Mais ce jour ne nous rendra pas les choses que nous avons aimées : les journées hautes et claires et les calottes de glace bleue au sommet des montagnes; les rangées de peupliers blancs palpitant dans le vent et les longs drapeaux à prières blancs; les champs d'asphodèles qui suivaient les tulipes; ou les moutons à queue grasse tavelant les collines au-dessus de Chakcharan et le bélier à la queue si grosse qu'il lui fallait un chariot pour la traîner. Nous ne nous allongerons pas sur le dos au Château rouge pour observer les vautours tournoyer au-dessus de la vallée où fut tué le petit-fils de Gengis Khan. Nous ne lirons pas les Mémoires de Babur dans son jardin à Istalif et ne verront pas l'aveugle qui y trouve son chemin grâce à l'odeur des buissons de roses. Ou nous ne nous assiérons pas dans la paix de l'islam avec les mendiants de Gazar Gagh. Nous ne monterons pas à Banyan sur la tête du Bouddha, debout dans sa niche comme une baleine en cale sèche. Nous ne dormirons pas sous le tente des nomades et n'escaladerons pas le minaret de Djam. Et nous perdrons les goûts : le pain chaud, amer et grossier; le thé vert parfumé à la cardamome; les raisins que nous rafraîchissions dans la neige fondue; et les noix et les mûres séchées que nous mâchions contre le mal des montagnes. Et nous ne retrouverons pas la senteur des champs de haricots, ni l'odeur résineuse du feu de déodar, ni les effluves passagers d'un léopard des neiges à quatre mille trois cents mètres d'altitudes."

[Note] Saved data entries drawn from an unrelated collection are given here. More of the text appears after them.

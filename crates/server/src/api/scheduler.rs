//! Scheduler status and start/stop control.
//!
//! Start/stop toggles the persisted `isActive` flag only; the activation
//! job's timer keeps ticking and quiesces itself while the flag is off.

use std::sync::Arc;

use axum::extract::State;
use axum::Json;
use serde::{Deserialize, Serialize};

use promptwall_scheduling::SchedulingConfigPatch;

use crate::state::AppState;

use super::{bad_request, internal_error, iso, ApiError, ErrorReply};

#[derive(Serialize, utoipa::ToSchema)]
#[serde(rename_all = "camelCase")]
pub struct SchedulerStatus {
    pub is_running: bool,
    pub interval_minutes: u32,
    pub base_time: String,
    pub active_prompts: usize,
    pub activation_job_running: bool,
}

#[derive(Serialize, utoipa::ToSchema)]
#[serde(rename_all = "camelCase")]
pub struct SchedulerStatusResponse {
    pub success: bool,
    #[serde(skip_serializing_if = "Option::is_none")]
    pub message: Option<String>,
    pub data: SchedulerStatus,
}

#[utoipa::path(
    get,
    path = "/scheduler",
    tag = "Scheduler",
    responses(
        (status = 200, description = "Scheduler status", body = SchedulerStatusResponse)
    )
)]
pub async fn scheduler_status(
    State(state): State<Arc<AppState>>,
) -> Result<Json<SchedulerStatusResponse>, ErrorReply> {
    let config = state.scheduling.get();
    let active = state.prompts.list_active_ordered().map_err(internal_error)?;
    Ok(Json(SchedulerStatusResponse {
        success: true,
        message: None,
        data: SchedulerStatus {
            is_running: config.is_active,
            interval_minutes: config.interval_minutes,
            base_time: iso(config.base_time),
            active_prompts: active.len(),
            activation_job_running: state.activation.is_running(),
        },
    }))
}

#[derive(Deserialize, utoipa::ToSchema)]
pub struct SchedulerControlRequest {
    /// `start` or `stop`.
    pub action: String,
}

#[utoipa::path(
    post,
    path = "/scheduler",
    tag = "Scheduler",
    request_body = SchedulerControlRequest,
    responses(
        (status = 200, description = "Scheduler toggled", body = SchedulerStatusResponse),
        (status = 400, description = "Unknown action", body = ApiError)
    )
)]
pub async fn scheduler_control(
    State(state): State<Arc<AppState>>,
    Json(input): Json<SchedulerControlRequest>,
) -> Result<Json<SchedulerStatusResponse>, ErrorReply> {
    let (is_active, message) = match input.action.as_str() {
        "start" => (true, "Scheduler started successfully"),
        "stop" => (false, "Scheduler stopped successfully"),
        other => {
            return Err(bad_request(format!(
                "Invalid action '{}'. Use \"start\" or \"stop\"",
                other
            )))
        }
    };

    let config = state
        .scheduling
        .update(SchedulingConfigPatch {
            is_active: Some(is_active),
            ..Default::default()
        })
        .map_err(internal_error)?;
    let active = state.prompts.list_active_ordered().map_err(internal_error)?;

    Ok(Json(SchedulerStatusResponse {
        success: true,
        message: Some(message.to_string()),
        data: SchedulerStatus {
            is_running: config.is_active,
            interval_minutes: config.interval_minutes,
            base_time: iso(config.base_time),
            active_prompts: active.len(),
            activation_job_running: state.activation.is_running(),
        },
    }))
}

Bruce Chatwin, 1980, préface à Robert Byron, La route d'Oxiane, Payot, 1999

13 août 1969

"Des nomades qui campaient près des champs couverts de chaumes. Elizabeth suivait vêtue de culottes bouffantes bleues, coiffée d'un chapeau de paille, sa cage couverte de chintz rouge secouée par le vent. Nous avons atteint une large route que nous avons suivie jusqu'à la ziggourat om le camion est apparu.

Camps nomades sur le chaume. Juments poulinières avec leurs poulains près des tentes. Forêt de jambes de chameaux escaladant les montagnes. Les chevaux sont beaux et piaffent sur la route romaine, race mongole, robe gris louvet. Chèvres à longs poils faisant tournoyer les nuages de poussières. Des femmes droites avec du khôl noir et des voiles verts dans le vert de l'air. Tout le car priait et se lavait."

Hérat, 15 août 1969

"Tombes de saints. Demi-cylindres de grossières dalles de marbre blanc ceints de balustrades. Galets de marbre et de basalte disposés sur les tombes où poussent d'anciens arbres étendant leurs branches, pins et figuiers blancs, feuilles gris-vert tachetant l'ombre glauque. Des enfants psalmodiant leurs leçons à l'unisson. Milans magiques dans le ciel. Symbolisme des drapeaux de prière attachés aux parties inclinées des arbres, orange, bleus et verts. Le corps du saint qui donne directement la vie, qui donne de l'ombre."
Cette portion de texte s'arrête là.